I wipe her tears. What she fears most is losing her mind, and she knows it’s happening, although she doesn’t realise the extent. She longs to die, she prays that the Lord will take her, but it doesn’t happen and the living hell continues.
My heart breaks.
And then there’s my friend caring for her husband with Alzheimer’s disease. He lives with constant frustration and confusion, and anxiety that keeps him constantly under her elbow, like a frightened child holding tight to his mother's skirt. She’s his security and she's being crushed under the weight of the constancy of it all – the never-ending-ness of the questions and the fear. She can’t leave him, so she has no respite, no time to recharge and draw breathe before starting again. It’s taking its toll of her and I wonder how much longer she can keep going.
It all seems so cruel, so ugly. Is there any sense to it all?
In what felt like a moment of holiness, I saw the beauty. The beauty of her faith — unfaded, unlike her body — faith grown over a lifetime of living for her Saviour, sustaining her to the end. And then she smiled, her beautiful radiant smile that hasn’t faded either. In that rare moment I felt I met her very soul — beyond the crippled hands and twisted body, I experiencing the beauty of her inner being.

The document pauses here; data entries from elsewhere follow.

//! Capability traits for external inference services.
//!
//! These traits define the interfaces that concrete backends must satisfy,
//! enabling pluggable transports and testability. Absence of an optional
//! capability is represented by omitting the dependency (compression) or by
//! a sentinel result (embeddings), never by runtime type inspection.

use async_trait::async_trait;

use crate::error::Result;

/// Backend for text completion, with optional embedding support.
#[async_trait]
pub trait CompletionBackend: Send + Sync {
    /// Submit a finished prompt and sampling temperature, returning raw
    /// generated text.
    ///
    /// Fails with [`crate::Error::LlmUnavailable`] when the capability
    /// cannot be reached, times out, or the target model is absent. The
    /// failure is not retried here; it propagates to the pipeline caller.
    async fn complete(&self, prompt: &str, temperature: f32) -> Result<String>;

    /// Generate embeddings for the given texts, one vector per input.
    ///
    /// `None` is the "not supported" sentinel: an unconfigured embedding
    /// model or a failed embedding call both yield `None`, never an error,
    /// and downstream consumers fall back to hash-only deduplication.
    async fn embed(&self, texts: &[String]) -> Option<Vec<Vec<f32>>>;

    /// Generation model name in use.
    fn model_name(&self) -> &str;
}

/// Backend for prompt compression.
///
/// Compression is a token-reduction service only; it never generates
/// answers. Failures here are recoverable by construction: the compression
/// gate catches them and forwards the uncompressed prompt.
#[async_trait]
pub trait CompressionBackend: Send + Sync {
    /// Compress a prompt to reduce its token count.
    async fn compress(&self, prompt: &str) -> Result<String>;
}
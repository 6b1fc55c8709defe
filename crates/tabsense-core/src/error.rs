//! Error types for tabsense.

use thiserror::Error;

/// Result type alias using tabsense's Error type.
pub type Result<T> = std::result::Result<T, Error>;

/// Core error type for tabsense operations.
///
/// Every variant carries a `String` payload so the enum stays `Clone`:
/// the compute cache broadcasts one outcome to every waiter on a key, and
/// that requires cloning failures as well as values.
#[derive(Error, Debug, Clone, PartialEq, Eq)]
pub enum Error {
    /// Completion capability unreachable, timed out, or model missing.
    /// Fatal for the current request; never retried internally.
    #[error("LLM unavailable: {0}")]
    LlmUnavailable(String),

    /// Compression capability failed. Raised by the client, absorbed by
    /// the compression gate; never surfaced to entry-point callers.
    #[error("Compression error: {0}")]
    Compression(String),

    /// Model output did not conform to the expected structure. Recovered
    /// with request-kind-specific fallbacks.
    #[error("Parse error: {0}")]
    Parse(String),

    /// Malformed dataset identity, version, or question. Rejected before
    /// any external call is made.
    #[error("Invalid request: {0}")]
    InvalidRequest(String),

    /// Embedding generation failed.
    #[error("Embedding error: {0}")]
    Embedding(String),

    /// Configuration error.
    #[error("Configuration error: {0}")]
    Config(String),

    /// Serialization/deserialization error.
    #[error("Serialization error: {0}")]
    Serialization(String),

    /// File I/O operation failed (persistence snapshots).
    #[error("I/O error: {0}")]
    Io(String),

    /// Internal error.
    #[error("Internal error: {0}")]
    Internal(String),
}

impl From<serde_json::Error> for Error {
    fn from(e: serde_json::Error) -> Self {
        Error::Serialization(e.to_string())
    }
}

impl From<std::io::Error> for Error {
    fn from(e: std::io::Error) -> Self {
        Error::Io(e.to_string())
    }
}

In the midst of the ravages of age and the hideousness of suffering is the last place I expected to find beauty … but its there.
I see beauty in the enormous courage of my friends as they care for their husbands with all the sacrifice that requires. The beauty of their devotion and perseverance and the commitment to get up every morning and do it all again and again and again … until death us do part.

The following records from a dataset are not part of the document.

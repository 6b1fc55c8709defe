//! Prompt templates for insight synthesis and query answering.
//!
//! Rendering is deterministic: no clock, no randomness, and compact JSON
//! with sorted keys for the context payload, so the same inputs always
//! produce byte-identical prompts (and therefore identical fingerprints
//! downstream).

use tabsense_core::defaults;

const SYSTEM_RULES: &str = "You are an expert data analyst.\n\
You must ONLY use the provided context. Do not invent data.\n\
Do NOT compute statistics. Treat all numbers in the context as given.\n\
Return valid JSON only, with no markdown, no commentary.";

/// Render the one-shot synthesis prompt.
///
/// Inputs are already compressed; instruction text stays short and the
/// existing-insight list is hard-capped to bound prompt size.
pub fn build_synthesis_prompt(
    dataset_id: &str,
    version: &str,
    schema_json: &str,
    analysis_json: &str,
    existing_summaries: &[String],
    max_new_insights: usize,
) -> String {
    let existing: Vec<&String> = existing_summaries
        .iter()
        .take(defaults::SYNTHESIS_SUMMARY_CAP)
        .collect();

    let payload = serde_json::json!({
        "dataset_id": dataset_id,
        "version": version,
        "schema": schema_json,
        "analysis": analysis_json,
        "existing_insights": existing,
        "constraints": {
            "max_new_insights": max_new_insights,
            "no_new_statistics": true,
            "no_dataframe_access": true,
        },
    });

    format!(
        "{SYSTEM_RULES}\n\
         \n\
         Task:\n\
         Synthesize up to {max_new_insights} non-redundant insights by combining multiple signals when appropriate.\n\
         \n\
         Each insight must include:\n\
         - title: short, specific\n\
         - technical_summary: explain signals and how they connect\n\
         - business_impact: why it matters in business terms (no made-up metrics)\n\
         - confidence: float 0..1 based on support/consistency/strength in provided signals\n\
         - dedup_key: a short normalized phrase capturing the semantic core (used for semantic hashing)\n\
         \n\
         Avoid duplicates vs existing_insights. Deduplicate semantically (not string equality).\n\
         \n\
         Return JSON in this exact shape:\n\
         {{\"insights\":[{{\"title\":..., \"technical_summary\":..., \"business_impact\":..., \"confidence\":..., \"dedup_key\":...}}, ...]}}\n\
         \n\
         Context (JSON):\n\
         {payload}"
    )
}

/// Render the query-answering prompt.
///
/// The model must answer using only compressed schema + analysis + stored
/// insights; no new statistics may be computed.
pub fn build_query_prompt(
    dataset_id: &str,
    version: &str,
    question: &str,
    schema_json: &str,
    analysis_json: Option<&str>,
    insight_summaries: &[String],
) -> String {
    let insights: Vec<&String> = insight_summaries
        .iter()
        .take(defaults::QUERY_SUMMARY_CAP)
        .collect();

    let payload = serde_json::json!({
        "dataset_id": dataset_id,
        "version": version,
        "question": question,
        "schema": schema_json,
        "analysis": analysis_json,
        "insights": insights,
    });

    format!(
        "{SYSTEM_RULES}\n\
         \n\
         Task:\n\
         Answer the user's question using ONLY the provided context.\n\
         If the context is insufficient, say what is missing and suggest the minimum additional analysis needed.\n\
         Do NOT compute new statistics or invent values.\n\
         \n\
         Return JSON in this shape:\n\
         {{\"answer\":string,\"used\":[\"schema\"|\"analysis\"|\"insights\"],\"limitations\":string}}\n\
         \n\
         Context (JSON):\n\
         {payload}"
    )
}

#[cfg(test)]
mod tests {
    use super::*;

    #[test]
    fn synthesis_prompt_is_deterministic() {
        let summaries = vec!["Sales peak in Q4".to_string()];
        let a = build_synthesis_prompt("orders", "v1", "{\"c\":1}", "{\"r\":2}", &summaries, 8);
        let b = build_synthesis_prompt("orders", "v1", "{\"c\":1}", "{\"r\":2}", &summaries, 8);
        assert_eq!(a, b);
    }

    #[test]
    fn synthesis_prompt_embeds_inputs_verbatim() {
        let prompt = build_synthesis_prompt(
            "orders",
            "v3",
            "{\"columns\":[\"amount\"]}",
            "{\"mean\":42.5}",
            &["Churn rises in January".to_string()],
            5,
        );

        assert!(prompt.contains("{\\\"columns\\\":[\\\"amount\\\"]}"));
        assert!(prompt.contains("{\\\"mean\\\":42.5}"));
        assert!(prompt.contains("Churn rises in January"));
        assert!(prompt.contains("Synthesize up to 5 non-redundant insights"));
        assert!(prompt.contains("\"version\":\"v3\""));
    }

    #[test]
    fn synthesis_prompt_caps_existing_summaries() {
        let summaries: Vec<String> = (0..200).map(|i| format!("summary-{i:03}")).collect();
        let prompt = build_synthesis_prompt("orders", "v1", "{}", "{}", &summaries, 8);

        assert!(prompt.contains("summary-049"));
        assert!(!prompt.contains("summary-050"));
    }

    #[test]
    fn query_prompt_is_deterministic() {
        let summaries = vec!["Sales peak in Q4".to_string()];
        let a = build_query_prompt("orders", "v1", "Why?", "{}", Some("{}"), &summaries);
        let b = build_query_prompt("orders", "v1", "Why?", "{}", Some("{}"), &summaries);
        assert_eq!(a, b);
    }

    #[test]
    fn query_prompt_carries_question_and_null_analysis() {
        let prompt = build_query_prompt(
            "orders",
            "v1",
            "What is the average order value?",
            "{\"cols\":3}",
            None,
            &[],
        );

        assert!(prompt.contains("What is the average order value?"));
        assert!(prompt.contains("\"analysis\":null"));
        assert!(prompt.contains("Answer the user's question using ONLY the provided context."));
    }

    #[test]
    fn query_prompt_caps_insight_summaries() {
        let summaries: Vec<String> = (0..200).map(|i| format!("summary-{i:03}")).collect();
        let prompt = build_query_prompt("orders", "v1", "Why?", "{}", None, &summaries);

        assert!(prompt.contains("summary-079"));
        assert!(!prompt.contains("summary-080"));
    }

    #[test]
    fn prompts_announce_json_only_output() {
        let prompt = build_synthesis_prompt("orders", "v1", "{}", "{}", &[], 8);
        assert!(prompt.starts_with("You are an expert data analyst."));
        assert!(prompt.contains("Return valid JSON only"));
    }
}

It's easy to limit beauty to something that pleases the aesthetic senses, something that gives delight and joy, something warm that makes my heart want to sing.
But maybe we need to redefine it, to set it free from the limitations we put on it — to develop eyes to see it in the broader context of life — life stripped bare from self sufficiency. Maybe, just maybe the deepest, richest beauty of all is the beauty of the human spirit.